2️⃣ Part 2 (SQL) - Understanding movie data 🎥
📖 Background
You have just been hired by a large movie studio to perform data analysis. Your manager, an executive at the company, wants to make new movies that "recapture the magic of old Hollywood." So you've decided to look at the most successful films that came out before Titanic in 1997 to identify patterns and help generate ideas that could turn into future successful films.
1 hidden cell
DataFrameas
df
variable
SELECT *
FROM cinema.films
LIMIT 10;
SELECT COUNT(*) AS num_movies
FROM cinema.films;
SELECT COUNT(*) AS num_missing_rows
FROM cinema.films
WHERE gross IS NULL OR budget IS NULL;
SELECT COUNT(DISTINCT certification) AS num_certifications
FROM cinema.films;
SELECT country, COUNT(*) AS num_movies_produced
FROM cinema.films
GROUP BY country
ORDER BY num_movies_produced DESC
LIMIT 5;
SELECT language, AVG(duration) AS avg_duration
FROM cinema.films
WHERE language IN ('English', 'French')
GROUP BY language;💪 Challenge II
ACCEPTED!!!
- How many movies are present in the database.

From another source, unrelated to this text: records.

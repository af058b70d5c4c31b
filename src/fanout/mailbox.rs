//! Single-slot, latest-value-wins mailbox.
//!
//! One writer (the distributor) and one reader (the owning consumer task).
//! A publish never blocks and always overwrites an unread value, so a slow
//! reader only ever sees the most recent value, never a backlog.
//!
//! ```text
//!   publish(v) ──▶ ┌─────────────┐ ──▶ take_wait()      (event-driven)
//!                  │ pending (1) │ ──▶ take_or_last(t)  (periodic)
//!                  │ last seen   │ ──▶ try_take()
//!                  └─────────────┘
//! ```
//!
//! The pending slot is an `embassy-sync` [`Signal`], which already has the
//! overwrite-on-signal semantics and wakes an async waiter on any thread.

use core::cell::Cell;
use core::time::Duration;

use embassy_sync::blocking_mutex::Mutex;
use embassy_sync::blocking_mutex::raw::CriticalSectionRawMutex;
use embassy_sync::signal::Signal;

pub struct Mailbox<T> {
    /// Unread value; `signaled()` is the dirty flag.
    pending: Signal<CriticalSectionRawMutex, T>,
    /// Most recent value handed to the reader (or the seed).
    last: Mutex<CriticalSectionRawMutex, Cell<Option<T>>>,
}

impl<T> Mailbox<T> {
    /// An empty mailbox: periodic reads wait until the first publish.
    pub const fn new() -> Self {
        Self {
            pending: Signal::new(),
            last: Mutex::new(Cell::new(None)),
        }
    }

    /// A mailbox whose reader starts with `initial` as its last value.
    /// The seed does not count as unread.
    pub const fn seeded(initial: T) -> Self {
        Self {
            pending: Signal::new(),
            last: Mutex::new(Cell::new(Some(initial))),
        }
    }
}

impl<T> Default for Mailbox<T> {
    fn default() -> Self {
        Self::new()
    }
}

impl<T: Copy + Send> Mailbox<T> {
    /// Store `value`, replacing any unread one. O(1), never blocks on the
    /// reader.
    pub fn publish(&self, value: T) {
        self.pending.signal(value);
    }

    /// Whether a value has been published since the last take.
    pub fn is_dirty(&self) -> bool {
        self.pending.signaled()
    }

    /// Take the unread value, if any, without waiting.
    pub fn try_take(&self) -> Option<T> {
        let value = self.pending.try_take()?;
        self.observe(value);
        Some(value)
    }

    /// The value most recently handed to the reader.
    pub fn last(&self) -> Option<T> {
        self.last.lock(Cell::get)
    }

    /// Wait until an unread value exists, then take it.
    pub async fn take_wait(&self) -> T {
        let value = self.pending.wait().await;
        self.observe(value);
        value
    }

    /// The unread value if there is one, otherwise the last observed value.
    ///
    /// Only when the mailbox has never held anything does this wait, for at
    /// most `timeout`, returning `None` if nothing arrives.
    pub async fn take_or_last(&self, timeout: Duration) -> Option<T> {
        if let Some(value) = self.try_take() {
            return Some(value);
        }
        if let Some(value) = self.last() {
            return Some(value);
        }
        futures_lite::future::or(async { Some(self.take_wait().await) }, async {
            async_io_mini::Timer::after(timeout).await;
            None
        })
        .await
    }

    fn observe(&self, value: T) {
        self.last.lock(|last| last.set(Some(value)));
    }
}
//! Station configuration parameters.
//!
//! Thresholds and task periods are compile-time constants; there is no
//! configuration file. [`StationConfig`] bundles the timing constants so the
//! running station carries one validated copy and can report it at boot.
//! The alert thresholds are not part of it: they define [`Reading`]'s
//! classification and cannot vary per station.
//!
//! [`Reading`]: crate::sensors::Reading

use core::time::Duration;

use serde::Serialize;

/// Water level (%) at or above which the station raises an alert.
pub const LEVEL_THRESHOLD: f32 = 70.0;
/// Rainfall volume (%) at or above which the station raises an alert.
pub const RAIN_THRESHOLD: f32 = 80.0;

/// Sensor sampling period.
pub const SAMPLE_PERIOD_MS: u32 = 100;
/// Minimum delay between display redraws.
pub const DISPLAY_PERIOD_MS: u32 = 500;
/// RGB indicator refresh period.
pub const INDICATOR_PERIOD_MS: u32 = 200;
/// LED matrix refresh period.
pub const MATRIX_PERIOD_MS: u32 = 500;

/// Buzzer on-time during a beep.
pub const ALARM_ON_MS: u32 = 200;
/// Buzzer off-time between beeps.
pub const ALARM_OFF_MS: u32 = 300;
/// Alarm poll period while silent.
pub const ALARM_IDLE_POLL_MS: u32 = 500;
/// Buzzer duty (percent of the tone PWM period) while beeping.
pub const ALARM_DUTY_PERCENT: u8 = 50;

/// Telemetry report interval.
pub const TELEMETRY_INTERVAL_SECS: u32 = 10;

/// Core station configuration.
#[derive(Debug, Clone, Copy, PartialEq, Eq, Serialize)]
pub struct StationConfig {
    // --- Task periods ---
    pub sample_period_ms: u32,
    pub display_period_ms: u32,
    pub indicator_period_ms: u32,
    pub matrix_period_ms: u32,

    // --- Alarm cadence ---
    pub alarm_on_ms: u32,
    pub alarm_off_ms: u32,
    pub alarm_idle_poll_ms: u32,
    pub alarm_duty_percent: u8,

    // --- Telemetry ---
    pub telemetry_interval_secs: u32,
}

impl Default for StationConfig {
    fn default() -> Self {
        Self {
            sample_period_ms: SAMPLE_PERIOD_MS,       // 10 Hz
            display_period_ms: DISPLAY_PERIOD_MS,     // 2 Hz
            indicator_period_ms: INDICATOR_PERIOD_MS, // 5 Hz
            matrix_period_ms: MATRIX_PERIOD_MS,       // 2 Hz

            alarm_on_ms: ALARM_ON_MS,
            alarm_off_ms: ALARM_OFF_MS,
            alarm_idle_poll_ms: ALARM_IDLE_POLL_MS,
            alarm_duty_percent: ALARM_DUTY_PERCENT,

            telemetry_interval_secs: TELEMETRY_INTERVAL_SECS,
        }
    }
}

impl StationConfig {
    /// Check the invariants every task relies on.
    pub fn validate(&self) -> Result<(), &'static str> {
        let periods = [
            self.sample_period_ms,
            self.display_period_ms,
            self.indicator_period_ms,
            self.matrix_period_ms,
            self.alarm_on_ms,
            self.alarm_off_ms,
            self.alarm_idle_poll_ms,
        ];
        if periods.contains(&0) {
            return Err("task periods must be non-zero");
        }
        // A cleared alert must silence the buzzer within one idle poll.
        if self.alarm_on_ms.max(self.alarm_off_ms) > self.alarm_idle_poll_ms {
            return Err("alarm hold exceeds idle poll period");
        }
        if self.alarm_duty_percent > 100 {
            return Err("alarm duty must be <= 100%");
        }
        if self.telemetry_interval_secs == 0 {
            return Err("telemetry interval must be non-zero");
        }
        Ok(())
    }

    pub fn sample_period(&self) -> Duration {
        ms(self.sample_period_ms)
    }

    pub fn display_period(&self) -> Duration {
        ms(self.display_period_ms)
    }

    pub fn indicator_period(&self) -> Duration {
        ms(self.indicator_period_ms)
    }

    pub fn matrix_period(&self) -> Duration {
        ms(self.matrix_period_ms)
    }

    pub fn telemetry_interval(&self) -> Duration {
        Duration::from_secs(u64::from(self.telemetry_interval_secs))
    }
}

fn ms(v: u32) -> Duration {
    Duration::from_millis(u64::from(v))
}
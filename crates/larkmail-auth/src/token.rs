//! OAuth2 token cache
//!
//! The token lives in the secret store under its own key so it never collides
//! with the credential record.

use crate::{AuthError, AuthResult, SecretStore};
use chrono::{DateTime, Duration, Utc};
use serde::{Deserialize, Serialize};
use tracing::{debug, info};

/// Secret store key of the OAuth2 token
pub const TOKEN_KEY: &str = "oauth_token";

/// An access token is retired this long before its stated expiry
const EXPIRY_LEEWAY_SECS: i64 = 10;

/// OAuth2 token as persisted between runs
#[derive(Clone, PartialEq, Eq, Serialize, Deserialize)]
pub struct OAuthToken {
    /// Short-lived bearer token
    pub access_token: String,
    /// Token type reported by the server, usually "Bearer"
    #[serde(default = "default_token_type")]
    pub token_type: String,
    /// Long-lived refresh token, absent for non-expiring tokens
    #[serde(default, skip_serializing_if = "Option::is_none")]
    pub refresh_token: Option<String>,
    /// When the access token stops working; `None` means never
    #[serde(default, skip_serializing_if = "Option::is_none")]
    pub expiry: Option<DateTime<Utc>>,
}

fn default_token_type() -> String {
    "Bearer".to_string()
}

impl OAuthToken {
    /// Build a token from an `expires_in` style lifetime
    pub fn new(
        access_token: impl Into<String>,
        refresh_token: Option<String>,
        expires_in: Option<std::time::Duration>,
    ) -> Self {
        let expiry = expires_in.and_then(|d| Duration::from_std(d).ok()).map(|d| Utc::now() + d);
        Self {
            access_token: access_token.into(),
            token_type: default_token_type(),
            refresh_token,
            expiry,
        }
    }

    /// Whether the access token can still be presented
    pub fn is_valid(&self) -> bool {
        if self.access_token.is_empty() {
            return false;
        }
        match self.expiry {
            Some(expiry) => Utc::now() + Duration::seconds(EXPIRY_LEEWAY_SECS) < expiry,
            None => true,
        }
    }

    /// Whether the access token has passed its expiry
    pub fn is_expired(&self) -> bool {
        !self.is_valid()
    }
}

impl std::fmt::Debug for OAuthToken {
    fn fmt(&self, f: &mut std::fmt::Formatter<'_>) -> std::fmt::Result {
        f.debug_struct("OAuthToken")
            .field("token_type", &self.token_type)
            .field("expiry", &self.expiry)
            .field("has_refresh_token", &self.refresh_token.is_some())
            .finish_non_exhaustive()
    }
}

/// Persist the token, replacing any previous one
pub fn store_token(store: &SecretStore, token: &OAuthToken) -> AuthResult<()> {
    store.store_json(TOKEN_KEY, token)?;
    info!(expiry = ?token.expiry, "Stored OAuth2 token");
    Ok(())
}

/// Load the persisted token
pub fn load_token(store: &SecretStore) -> AuthResult<OAuthToken> {
    match store.load_json(TOKEN_KEY) {
        Ok(token) => {
            debug!("Retrieved OAuth2 token");
            Ok(token)
        }
        // an unreadable token is as good as none; the user has to log in again
        Err(AuthError::SecretNotFound(_) | AuthError::CorruptSecret(_)) => {
            Err(AuthError::TokenNotFound)
        }
        Err(e) => Err(e),
    }
}

/// Delete the persisted token; a missing token is fine
pub fn remove_token(store: &SecretStore) -> AuthResult<()> {
    store.delete(TOKEN_KEY)
}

- ans. 4968 movies are present in the database.
- There seems to be a lot of missing data in the gross and budget columns. How many rows have missing data? What would you recommend your manager to do with these rows?

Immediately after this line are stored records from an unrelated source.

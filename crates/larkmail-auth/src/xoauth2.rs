//! XOAUTH2 SASL mechanism for IMAP/SMTP
//!
//! The whole exchange is one initial response:
//! `user={email}\x01auth=Bearer {token}\x01\x01`. Servers that reject the
//! token answer with a JSON error challenge; the mechanism never replies to
//! it, so any challenge is reported as an error.

use crate::{AuthError, AuthResult};

/// SASL mechanism name
pub const MECHANISM: &str = "XOAUTH2";

/// Client side of a SASL mechanism
pub trait SaslClient: Send + Sync {
    /// Mechanism name and initial response
    fn start(&self) -> AuthResult<(&'static str, Vec<u8>)>;

    /// Answer a server challenge
    fn next(&self, challenge: &[u8]) -> AuthResult<Vec<u8>>;
}

/// XOAUTH2 client for one user and access token
#[derive(Clone)]
pub struct XOAuth2Client {
    email: String,
    access_token: String,
}

/// Create a bearer-token SASL client
pub fn new_bearer_client(email: &str, access_token: &str) -> XOAuth2Client {
    XOAuth2Client::new(email, access_token)
}

impl XOAuth2Client {
    pub fn new(email: &str, access_token: &str) -> Self {
        Self {
            email: email.to_string(),
            access_token: access_token.to_string(),
        }
    }

    /// Get the email address
    pub fn email(&self) -> &str {
        &self.email
    }

    /// Get the access token, for transports that build the response themselves
    pub fn access_token(&self) -> &str {
        &self.access_token
    }

    /// The raw (not base64 encoded) initial response
    pub fn initial_response(&self) -> Vec<u8> {
        format!(
            "user={}\x01auth=Bearer {}\x01\x01",
            self.email, self.access_token
        )
        .into_bytes()
    }
}

impl SaslClient for XOAuth2Client {
    fn start(&self) -> AuthResult<(&'static str, Vec<u8>)> {
        Ok((MECHANISM, self.initial_response()))
    }

    fn next(&self, challenge: &[u8]) -> AuthResult<Vec<u8>> {
        Err(AuthError::UnexpectedChallenge(
            String::from_utf8_lossy(challenge).into_owned(),
        ))
    }
}

impl std::fmt::Debug for XOAuth2Client {
    fn fmt(&self, f: &mut std::fmt::Formatter<'_>) -> std::fmt::Result {
        f.debug_struct("XOAuth2Client")
            .field("email", &self.email)
            .finish_non_exhaustive()
    }
}

#[cfg(test)]
mod tests {
    use super::*;

    #[test]
    fn test_initial_response_format() {
        let client = new_bearer_client("a@b.com", "T");
        let (mechanism, response) = client.start().unwrap();

        assert_eq!(mechanism, "XOAUTH2");
        assert_eq!(response, b"user=a@b.com\x01auth=Bearer T\x01\x01".to_vec());
    }

    #[test]
    fn test_any_challenge_fails() {
        let client = new_bearer_client("a@b.com", "T");
        let challenges: [&[u8]; 3] = [
            b"",
            b"{\"status\":\"401\",\"schemes\":\"bearer\"}",
            b"\x00\xff",
        ];
        for challenge in challenges {
            assert!(matches!(
                client.next(challenge),
                Err(AuthError::UnexpectedChallenge(_))
            ));
        }
    }

    #[test]
    fn test_debug_hides_token() {
        let client = new_bearer_client("a@b.com", "ya29.secret");
        assert!(!format!("{:?}", client).contains("ya29"));
    }
}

- ans. 1076 rows have missing data. I could recommend including imputation, removal of rows, or further investigation depending on the importance and context of the missing data.
- How many different certifications or ratings are present in the database?

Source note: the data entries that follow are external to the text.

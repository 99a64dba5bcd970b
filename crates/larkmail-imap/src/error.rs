//! Error types for IMAP operations

use thiserror::Error;

/// Result type for IMAP operations
pub type ImapResult<T> = Result<T, ImapError>;

/// Errors that can occur during IMAP operations
#[derive(Debug, Error)]
pub enum ImapError {
    /// Connection failed
    #[error("Failed to connect to IMAP server: {0}")]
    ConnectionFailed(String),

    /// Authentication failed
    #[error("IMAP authentication failed: {0}")]
    AuthenticationFailed(String),

    /// The server broke the authentication mechanism's rules
    #[error("IMAP protocol violation: {0}")]
    Protocol(String),

    /// Server returned an error
    #[error("IMAP server error: {0}")]
    ServerError(String),

    /// TLS error
    #[error("TLS error: {0}")]
    TlsError(String),

    /// IO error
    #[error("IO error: {0}")]
    IoError(#[from] std::io::Error),

    /// Session is not connected
    #[error("IMAP session is not connected")]
    NotConnected,

    /// Operation timed out
    #[error("Operation timed out")]
    Timeout,
}
//! Error types for the core module
//!
//! [`CoreError`] is what reaches the command line: a user-facing message, an
//! exit code category, and where possible a hint on what to do next. Errors
//! from the auth, IMAP and SMTP crates are sorted into those categories here
//! rather than shown raw.

use larkmail_auth::{AuthError, ErrorKind};
use larkmail_imap::ImapError;
use larkmail_smtp::SmtpError;
use thiserror::Error;

/// Result type for core operations
pub type CoreResult<T> = Result<T, CoreError>;

type BoxError = Box<dyn std::error::Error + Send + Sync + 'static>;

/// Exit code category
#[derive(Debug, Clone, Copy, PartialEq, Eq)]
pub enum ExitKind {
    General,
    Auth,
    NotFound,
    Imap,
    InvalidInput,
    Network,
    Config,
    NotConfigured,
    Smtp,
}

impl ExitKind {
    /// Process exit code
    pub fn code(self) -> i32 {
        match self {
            ExitKind::General => 1,
            ExitKind::Auth => 2,
            ExitKind::NotFound => 3,
            ExitKind::Imap => 5,
            ExitKind::InvalidInput => 6,
            ExitKind::Network => 7,
            ExitKind::Config => 8,
            ExitKind::NotConfigured => 9,
            ExitKind::Smtp => 10,
        }
    }
}

const RELOGIN_HINT: &str = "Run 'larkmail auth login' to re-authenticate.";
const NETWORK_HINT: &str = "Check your internet connection and try again.";

/// Error reported to the user
#[derive(Debug, Error)]
#[error("{message}{}", .source.as_ref().map(|e| format!(": {}", e)).unwrap_or_default())]
pub struct CoreError {
    kind: ExitKind,
    message: String,
    hint: Option<String>,
    #[source]
    source: Option<BoxError>,
}

impl CoreError {
    pub fn new(kind: ExitKind, message: impl Into<String>) -> Self {
        Self {
            kind,
            message: message.into(),
            hint: None,
            source: None,
        }
    }

    /// Wrap an underlying error
    pub fn wrap(
        kind: ExitKind,
        message: impl Into<String>,
        source: impl std::error::Error + Send + Sync + 'static,
    ) -> Self {
        Self {
            source: Some(Box::new(source)),
            ..Self::new(kind, message)
        }
    }

    /// Attach a hint, replacing any earlier one
    pub fn with_hint(mut self, hint: impl Into<String>) -> Self {
        self.hint = Some(hint.into());
        self
    }

    pub fn kind(&self) -> ExitKind {
        self.kind
    }

    pub fn exit_code(&self) -> i32 {
        self.kind.code()
    }

    pub fn hint(&self) -> Option<&str> {
        self.hint.as_deref()
    }
}

impl From<AuthError> for CoreError {
    fn from(e: AuthError) -> Self {
        let hint = e.hint();
        let (kind, message) = match e.kind() {
            ErrorKind::Configuration => (ExitKind::Config, "OAuth2 is not configured"),
            ErrorKind::NotFound => (ExitKind::Auth, "Not authenticated"),
            ErrorKind::Authentication | ErrorKind::Protocol => {
                (ExitKind::Auth, "Authentication failed")
            }
            ErrorKind::Network => (ExitKind::Network, "Connection failed"),
            ErrorKind::Storage => (ExitKind::General, "Could not store credentials"),
        };
        let error = CoreError::wrap(kind, message, e);
        match hint {
            Some(hint) => error.with_hint(hint),
            None => error,
        }
    }
}

impl From<ImapError> for CoreError {
    fn from(e: ImapError) -> Self {
        match e {
            ImapError::AuthenticationFailed(_) | ImapError::Protocol(_) => {
                CoreError::wrap(ExitKind::Auth, "Authentication failed", e).with_hint(RELOGIN_HINT)
            }
            ImapError::ConnectionFailed(_)
            | ImapError::TlsError(_)
            | ImapError::IoError(_)
            | ImapError::Timeout => {
                CoreError::wrap(ExitKind::Network, "Connection failed", e).with_hint(NETWORK_HINT)
            }
            ImapError::ServerError(_) | ImapError::NotConnected => {
                CoreError::wrap(ExitKind::Imap, "IMAP error", e)
            }
        }
    }
}

impl From<SmtpError> for CoreError {
    fn from(e: SmtpError) -> Self {
        match e {
            SmtpError::AuthenticationFailed(_) => {
                CoreError::wrap(ExitKind::Auth, "SMTP authentication failed", e)
                    .with_hint(RELOGIN_HINT)
            }
            SmtpError::ConnectionFailed(_) | SmtpError::TlsError(_) => {
                CoreError::wrap(ExitKind::Network, "SMTP connection failed", e)
                    .with_hint(NETWORK_HINT)
            }
            SmtpError::ServerError(_) => CoreError::wrap(ExitKind::Smtp, "SMTP error", e),
        }
    }
}

impl From<std::io::Error> for CoreError {
    fn from(e: std::io::Error) -> Self {
        CoreError::wrap(ExitKind::General, "I/O error", e)
    }
}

- ans. _13 _ different certifications or ratings are present in the database.
- What are the top five countries in terms of number of movies produced?
- ans. USA has produced 3750 movies, UK has produced 443 movies, France has produced 153 movies, Canada has produced 123 movies and Germany has produced 97 movies.
- What is the average duration of English versus French movies? (Don't forget you can use the AI assistant!)
- ans. French movies have an average duration of 104.6666666667 while English movies have an average duration of 107.6365405405.
- Any other insights you found during your analysis?
- ans. We can also investigate the distribution of movie genres.